What you have to do:
Write the records out once more, exactly as they appear below.

BEGIN

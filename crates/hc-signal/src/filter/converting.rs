//! Value conversion, and the stock analog temperature sensor converters.

use std::marker::PhantomData;

use crate::processor::SignalProcessor;
use crate::signal::{Signal, SignalError};

/// Turns a raw reading into an engineering value.
pub trait AnalogConverter: Send {
    fn convert(&self, raw: f64) -> Result<f64, SignalError>;
}

/// LM34: 10 mV per degree Fahrenheit. Input in millivolts, output in Celsius.
#[derive(Debug, Clone, Copy, Default)]
pub struct Lm34;

impl AnalogConverter for Lm34 {
    fn convert(&self, millivolts: f64) -> Result<f64, SignalError> {
        finite(millivolts)?;
        let fahrenheit = millivolts / 10.0;
        Ok((fahrenheit - 32.0) * 5.0 / 9.0)
    }
}

/// TMP36: 10 mV per degree Celsius with a 500 mV offset. Input in millivolts.
#[derive(Debug, Clone, Copy, Default)]
pub struct Tmp36;

impl AnalogConverter for Tmp36 {
    fn convert(&self, millivolts: f64) -> Result<f64, SignalError> {
        finite(millivolts)?;
        Ok((millivolts - 500.0) / 10.0)
    }
}

fn finite(v: f64) -> Result<(), SignalError> {
    if v.is_finite() {
        Ok(())
    } else {
        Err(SignalError::Conversion {
            what: format!("non-finite reading {v}"),
        })
    }
}

/// Applies a conversion to every signal value.
///
/// Status, error, timestamp and payload carry over. A failed conversion turns the
/// signal into a total failure.
pub struct ConvertingFilter<I, O, F> {
    convert: F,
    _types: PhantomData<fn(I) -> O>,
}

impl<I, O, F> ConvertingFilter<I, O, F>
where
    F: FnMut(I) -> Result<O, SignalError>,
{
    pub fn new(convert: F) -> Self {
        Self {
            convert,
            _types: PhantomData,
        }
    }
}

/// Converting filter built from an [`AnalogConverter`].
pub type AnalogFilter = ConvertingFilter<f64, f64, Box<dyn FnMut(f64) -> Result<f64, SignalError> + Send>>;

impl AnalogFilter {
    /// Filter driven by an analog sensor converter.
    pub fn analog<C: AnalogConverter + 'static>(converter: C) -> Self {
        Self::new(Box::new(move |raw| converter.convert(raw)))
    }
}

impl<I, O, P, F> SignalProcessor<I, O, P> for ConvertingFilter<I, O, F>
where
    F: FnMut(I) -> Result<O, SignalError>,
{
    fn process(&mut self, signal: Signal<I, P>) -> Option<Signal<O, P>> {
        Some(signal.try_map(&mut self.convert))
    }
}
use burn::data::dataset::Dataset;

use crate::domain::sample::TreeSample;

/// One sample as handed to the batcher: the scanned photograph plus
/// the seed that fixes its augmentation for this pass.
#[derive(Debug, Clone)]
pub struct TreeItem {
    pub sample: TreeSample,
    pub seed:   u64,
}

/// Burn dataset over scanned samples.
///
/// `repeat` makes one epoch visit every sample several times (each
/// visit gets its own augmentation seed). Index `i` maps to sample
/// `i % len`.
pub struct TreeDataset {
    samples:    Vec<TreeSample>,
    repeat:     usize,
    epoch_seed: u64,
}

impl TreeDataset {
    pub fn new(samples: Vec<TreeSample>) -> Self {
        Self { samples, repeat: 1, epoch_seed: 0 }
    }

    pub fn with_repeat(mut self, repeat: usize) -> Self {
        self.repeat = repeat.max(1);
        self
    }

    /// Fix the augmentation seeds for one epoch of one run.
    pub fn for_epoch(mut self, run_seed: u64, epoch: usize) -> Self {
        self.epoch_seed = mix_seed(run_seed, epoch as u64);
        self
    }
}

impl Dataset<TreeItem> for TreeDataset {
    fn get(&self, index: usize) -> Option<TreeItem> {
        if index >= self.len() {
            return None;
        }
        let sample = self.samples.get(index % self.samples.len())?.clone();
        Some(TreeItem { sample, seed: mix_seed(self.epoch_seed, index as u64) })
    }

    fn len(&self) -> usize {
        self.samples.len() * self.repeat
    }
}

/// SplitMix64 step over `a ^ b`; spreads nearby (seed, index) pairs apart.
pub fn mix_seed(a: u64, b: u64) -> u64 {
    let mut z = a
        .wrapping_add(0x9E37_79B9_7F4A_7C15)
        .wrapping_add(b.wrapping_mul(0xBF58_476D_1CE4_E5B9));
    z = (z ^ (z >> 30)).wrapping_mul(0xBF58_476D_1CE4_E5B9);
    z = (z ^ (z >> 27)).wrapping_mul(0x94D0_49BB_1331_11EB);
    z ^ (z >> 31)
}

#[cfg(test)]
mod tests {
    use super::*;
    use crate::domain::task::{Task, TaskLabels};

    fn samples(n: usize) -> Vec<TreeSample> {
        (0..n)
            .map(|i| TreeSample::new(format!("{i}.jpg"), TaskLabels::single(Task::Leaf, i % 3)))
            .collect()
    }

    #[test]
    fn test_repeat_multiplies_length() {
        let ds = TreeDataset::new(samples(4)).with_repeat(3);
        assert_eq!(ds.len(), 12);
        assert_eq!(ds.get(5).unwrap().sample.path, ds.get(1).unwrap().sample.path);
        assert!(ds.get(12).is_none());
    }

    #[test]
    fn test_each_visit_has_its_own_seed() {
        let ds = TreeDataset::new(samples(2)).with_repeat(2).for_epoch(100, 0);
        assert_ne!(ds.get(0).unwrap().seed, ds.get(2).unwrap().seed);
    }

    #[test]
    fn test_seeds_depend_on_epoch() {
        let e0 = TreeDataset::new(samples(2)).for_epoch(100, 0);
        let e1 = TreeDataset::new(samples(2)).for_epoch(100, 1);
        let again = TreeDataset::new(samples(2)).for_epoch(100, 0);
        assert_ne!(e0.get(0).unwrap().seed, e1.get(0).unwrap().seed);
        assert_eq!(e0.get(0).unwrap().seed, again.get(0).unwrap().seed);
    }

    #[test]
    fn test_empty_dataset() {
        let ds = TreeDataset::new(Vec::new()).with_repeat(3);
        assert_eq!(ds.len(), 0);
        assert!(ds.get(0).is_none());
    }
}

END

Answer to this task:
filename crates/hc-signal/src/filter/converting.rs
//! Value conversion, and the stock analog temperature sensor converters.

use std::marker::PhantomData;

use crate::processor::SignalProcessor;
use crate::signal::{Signal, SignalError};

/// Turns a raw reading into an engineering value.
pub trait AnalogConverter: Send {
    fn convert(&self, raw: f64) -> Result<f64, SignalError>;
}

/// LM34: 10 mV per degree Fahrenheit. Input in millivolts, output in Celsius.
#[derive(Debug, Clone, Copy, Default)]
pub struct Lm34;

impl AnalogConverter for Lm34 {
    fn convert(&self, millivolts: f64) -> Result<f64, SignalError> {
        finite(millivolts)?;
        let fahrenheit = millivolts / 10.0;
        Ok((fahrenheit - 32.0) * 5.0 / 9.0)
    }
}

/// TMP36: 10 mV per degree Celsius with a 500 mV offset. Input in millivolts.
#[derive(Debug, Clone, Copy, Default)]
pub struct Tmp36;

impl AnalogConverter for Tmp36 {
    fn convert(&self, millivolts: f64) -> Result<f64, SignalError> {
        finite(millivolts)?;
        Ok((millivolts - 500.0) / 10.0)
    }
}

fn finite(v: f64) -> Result<(), SignalError> {
    if v.is_finite() {
        Ok(())
    } else {
        Err(SignalError::Conversion {
            what: format!("non-finite reading {v}"),
        })
    }
}

/// Applies a conversion to every signal value.
///
/// Status, error, timestamp and payload carry over. A failed conversion turns the
/// signal into a total failure.
pub struct ConvertingFilter<I, O, F> {
    convert: F,
    _types: PhantomData<fn(I) -> O>,
}

impl<I, O, F> ConvertingFilter<I, O, F>
where
    F: FnMut(I) -> Result<O, SignalError>,
{
    pub fn new(convert: F) -> Self {
        Self {
            convert,
            _types: PhantomData,
        }
    }
}

/// Converting filter built from an [`AnalogConverter`].
pub type AnalogFilter = ConvertingFilter<f64, f64, Box<dyn FnMut(f64) -> Result<f64, SignalError> + Send>>;

impl AnalogFilter {
    /// Filter driven by an analog sensor converter.
    pub fn analog<C: AnalogConverter + 'static>(converter: C) -> Self {
        Self::new(Box::new(move |raw| converter.convert(raw)))
    }
}

impl<I, O, P, F> SignalProcessor<I, O, P> for ConvertingFilter<I, O, F>
where
    F: FnMut(I) -> Result<O, SignalError>,
{
    fn process(&mut self, signal: Signal<I, P>) -> Option<Signal<O, P>> {
        Some(signal.try_map(&mut self.convert))
    }
}
use burn::data::dataset::Dataset;

use crate::domain::sample::TreeSample;

/// One sample as handed to the batcher: the scanned photograph plus
/// the seed that fixes its augmentation for this pass.
#[derive(Debug, Clone)]
pub struct TreeItem {
    pub sample: TreeSample,
    pub seed:   u64,
}

/// Burn dataset over scanned samples.
///
/// `repeat` makes one epoch visit every sample several times (each
/// visit gets its own augmentation seed). Index `i` maps to sample
/// `i % len`.
pub struct TreeDataset {
    samples:    Vec<TreeSample>,
    repeat:     usize,
    epoch_seed: u64,
}

impl TreeDataset {
    pub fn new(samples: Vec<TreeSample>) -> Self {
        Self { samples, repeat: 1, epoch_seed: 0 }
    }

    pub fn with_repeat(mut self, repeat: usize) -> Self {
        self.repeat = repeat.max(1);
        self
    }

    /// Fix the augmentation seeds for one epoch of one run.
    pub fn for_epoch(mut self, run_seed: u64, epoch: usize) -> Self {
        self.epoch_seed = mix_seed(run_seed, epoch as u64);
        self
    }
}

impl Dataset<TreeItem> for TreeDataset {
    fn get(&self, index: usize) -> Option<TreeItem> {
        if index >= self.len() {
            return None;
        }
        let sample = self.samples.get(index % self.samples.len())?.clone();
        Some(TreeItem { sample, seed: mix_seed(self.epoch_seed, index as u64) })
    }

    fn len(&self) -> usize {
        self.samples.len() * self.repeat
    }
}

/// SplitMix64 step over `a ^ b`; spreads nearby (seed, index) pairs apart.
pub fn mix_seed(a: u64, b: u64) -> u64 {
    let mut z = a
        .wrapping_add(0x9E37_79B9_7F4A_7C15)
        .wrapping_add(b.wrapping_mul(0xBF58_476D_1CE4_E5B9));
    z = (z ^ (z >> 30)).wrapping_mul(0xBF58_476D_1CE4_E5B9);
    z = (z ^ (z >> 27)).wrapping_mul(0x94D0_49BB_1331_11EB);
    z ^ (z >> 31)
}

#[cfg(test)]
mod tests {
    use super::*;
    use crate::domain::task::{Task, TaskLabels};

    fn samples(n: usize) -> Vec<TreeSample> {
        (0..n)
            .map(|i| TreeSample::new(format!("{i}.jpg"), TaskLabels::single(Task::Leaf, i % 3)))
            .collect()
    }

    #[test]
    fn test_repeat_multiplies_length() {
        let ds = TreeDataset::new(samples(4)).with_repeat(3);
        assert_eq!(ds.len(), 12);
        assert_eq!(ds.get(5).unwrap().sample.path, ds.get(1).unwrap().sample.path);
        assert!(ds.get(12).is_none());
    }

    #[test]
    fn test_each_visit_has_its_own_seed() {
        let ds = TreeDataset::new(samples(2)).with_repeat(2).for_epoch(100, 0);
        assert_ne!(ds.get(0).unwrap().seed, ds.get(2).unwrap().seed);
    }

    #[test]
    fn test_seeds_depend_on_epoch() {
        let e0 = TreeDataset::new(samples(2)).for_epoch(100, 0);
        let e1 = TreeDataset::new(samples(2)).for_epoch(100, 1);
        let again = TreeDataset::new(samples(2)).for_epoch(100, 0);
        assert_ne!(e0.get(0).unwrap().seed, e1.get(0).unwrap().seed);
        assert_eq!(e0.get(0).unwrap().seed, again.get(0).unwrap().seed);
    }

    #[test]
    fn test_empty_dataset() {
        let ds = TreeDataset::new(Vec::new()).with_repeat(3);
        assert_eq!(ds.len(), 0);
        assert!(ds.get(0).is_none());
    }
}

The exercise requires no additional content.